_WHAT YOU HAVE TO DO_
The records below are to be reproduced word for word.

[Dataset entries]
+++
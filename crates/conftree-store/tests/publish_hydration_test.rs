// Integration tests for publishing configurations and loading them back

#![allow(clippy::unwrap_used, clippy::expect_used)]

mod common;

use common::{published_store, sample_configuration, sample_path};
use conftree_core::{ExErrorKind, NodeAliases, NodeState, Version};
use conftree_store::{load_configuration, publish, NodeStore, SqliteNodeStore};

#[test]
fn test_publish_writes_every_live_node() {
    // Given: The sample configuration
    let config = sample_configuration();
    let mut store = SqliteNodeStore::open_in_memory().unwrap();

    // When: It is published
    let rows = publish(&mut store, &config).unwrap();

    // Then: One row per node below the root, plus the header row
    assert_eq!(rows, 13);
    assert_eq!(store.row_count().unwrap(), 13);
    let ports = store.read("G/A/cfg/1/db/ports").unwrap().unwrap();
    assert_eq!(ports.value, serde_json::json!(["5432", "5433"]));
    assert_eq!(ports.version, "1.0");
}

#[test]
fn test_publish_then_load_preserves_queries() {
    // Given: A published configuration
    let store = published_store();

    // When: It is loaded back
    let config = load_configuration(&store, &sample_path(), NodeAliases::default()).unwrap();

    // Then: Queries see the same data
    assert_eq!(config.state(), NodeState::Synced);
    assert_eq!(config.version, Some(Version::new(1, 0)));
    assert_eq!(config.name, "cfg");
    assert_eq!(config.find_value("cfg.db.host").unwrap().as_deref(), Some("db.local"));
    assert_eq!(config.find_value("cfg.db.host$host").unwrap().as_deref(), Some("h1"));
    assert_eq!(config.find_value("cfg.db$region").unwrap().as_deref(), Some("eu"));
    assert_eq!(
        config.find_value("cfg.servers.a@role").unwrap().as_deref(),
        Some("primary")
    );
    let ports = config.find("cfg.db.ports").unwrap().unwrap().as_node().unwrap();
    assert_eq!(config.tree().list_values(ports), vec!["5432", "5433"]);
    let servers = config.find("cfg.servers").unwrap().unwrap().as_node().unwrap();
    let names: Vec<&str> = config
        .tree()
        .children(servers)
        .into_iter()
        .map(|id| config.tree().get(id).unwrap().name())
        .collect();
    assert_eq!(names, vec!["a", "b"]);
}

#[test]
fn test_publish_same_major_twice_fails() {
    // Given: A published configuration
    let mut store = published_store();

    // When: The same major line is published again
    let err = publish(&mut store, &sample_configuration()).unwrap_err();

    // Then: It is rejected and nothing is added
    assert_eq!(err.kind(), ExErrorKind::AlreadyExists);
    assert_eq!(store.row_count().unwrap(), 13);
}

#[test]
fn test_publish_incomplete_configuration_fails() {
    // Given: A configuration without an id
    let mut config = sample_configuration();
    config.id.clear();
    let mut store = SqliteNodeStore::open_in_memory().unwrap();

    // When/Then: Publishing names the missing field and writes nothing
    let err = publish(&mut store, &config).unwrap_err();
    assert_eq!(err.kind(), ExErrorKind::Configuration);
    assert!(err.message().contains("id"));
    assert_eq!(store.row_count().unwrap(), 0);
}

#[test]
fn test_store_file_survives_reopen() {
    // Given: A configuration published to a store file
    let dir = tempfile::tempdir().unwrap();
    let file = dir.path().join("conftree.db");
    {
        let mut store = SqliteNodeStore::open(&file).unwrap();
        publish(&mut store, &sample_configuration()).unwrap();
    }

    // When: The file is reopened
    let store = SqliteNodeStore::open(&file).unwrap();

    // Then: The configuration loads from it
    let config = load_configuration(&store, &sample_path(), NodeAliases::default()).unwrap();
    assert_eq!(config.find_value("cfg.servers.b.port").unwrap().as_deref(), Some("81"));
}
+++
_RESULT_
filename crates/conftree-store/tests/publish_hydration_test.rs
// Integration tests for publishing configurations and loading them back

#![allow(clippy::unwrap_used, clippy::expect_used)]

mod common;

use common::{published_store, sample_configuration, sample_path};
use conftree_core::{ExErrorKind, NodeAliases, NodeState, Version};
use conftree_store::{load_configuration, publish, NodeStore, SqliteNodeStore};

#[test]
fn test_publish_writes_every_live_node() {
    // Given: The sample configuration
    let config = sample_configuration();
    let mut store = SqliteNodeStore::open_in_memory().unwrap();

    // When: It is published
    let rows = publish(&mut store, &config).unwrap();

    // Then: One row per node below the root, plus the header row
    assert_eq!(rows, 13);
    assert_eq!(store.row_count().unwrap(), 13);
    let ports = store.read("G/A/cfg/1/db/ports").unwrap().unwrap();
    assert_eq!(ports.value, serde_json::json!(["5432", "5433"]));
    assert_eq!(ports.version, "1.0");
}

#[test]
fn test_publish_then_load_preserves_queries() {
    // Given: A published configuration
    let store = published_store();

    // When: It is loaded back
    let config = load_configuration(&store, &sample_path(), NodeAliases::default()).unwrap();

    // Then: Queries see the same data
    assert_eq!(config.state(), NodeState::Synced);
    assert_eq!(config.version, Some(Version::new(1, 0)));
    assert_eq!(config.name, "cfg");
    assert_eq!(config.find_value("cfg.db.host").unwrap().as_deref(), Some("db.local"));
    assert_eq!(config.find_value("cfg.db.host$host").unwrap().as_deref(), Some("h1"));
    assert_eq!(config.find_value("cfg.db$region").unwrap().as_deref(), Some("eu"));
    assert_eq!(
        config.find_value("cfg.servers.a@role").unwrap().as_deref(),
        Some("primary")
    );
    let ports = config.find("cfg.db.ports").unwrap().unwrap().as_node().unwrap();
    assert_eq!(config.tree().list_values(ports), vec!["5432", "5433"]);
    let servers = config.find("cfg.servers").unwrap().unwrap().as_node().unwrap();
    let names: Vec<&str> = config
        .tree()
        .children(servers)
        .into_iter()
        .map(|id| config.tree().get(id).unwrap().name())
        .collect();
    assert_eq!(names, vec!["a", "b"]);
}

#[test]
fn test_publish_same_major_twice_fails() {
    // Given: A published configuration
    let mut store = published_store();

    // When: The same major line is published again
    let err = publish(&mut store, &sample_configuration()).unwrap_err();

    // Then: It is rejected and nothing is added
    assert_eq!(err.kind(), ExErrorKind::AlreadyExists);
    assert_eq!(store.row_count().unwrap(), 13);
}

#[test]
fn test_publish_incomplete_configuration_fails() {
    // Given: A configuration without an id
    let mut config = sample_configuration();
    config.id.clear();
    let mut store = SqliteNodeStore::open_in_memory().unwrap();

    // When/Then: Publishing names the missing field and writes nothing
    let err = publish(&mut store, &config).unwrap_err();
    assert_eq!(err.kind(), ExErrorKind::Configuration);
    assert!(err.message().contains("id"));
    assert_eq!(store.row_count().unwrap(), 0);
}

#[test]
fn test_store_file_survives_reopen() {
    // Given: A configuration published to a store file
    let dir = tempfile::tempdir().unwrap();
    let file = dir.path().join("conftree.db");
    {
        let mut store = SqliteNodeStore::open(&file).unwrap();
        publish(&mut store, &sample_configuration()).unwrap();
    }

    // When: The file is reopened
    let store = SqliteNodeStore::open(&file).unwrap();

    // Then: The configuration loads from it
    let config = load_configuration(&store, &sample_path(), NodeAliases::default()).unwrap();
    assert_eq!(config.find_value("cfg.servers.b.port").unwrap().as_deref(), Some("81"));
}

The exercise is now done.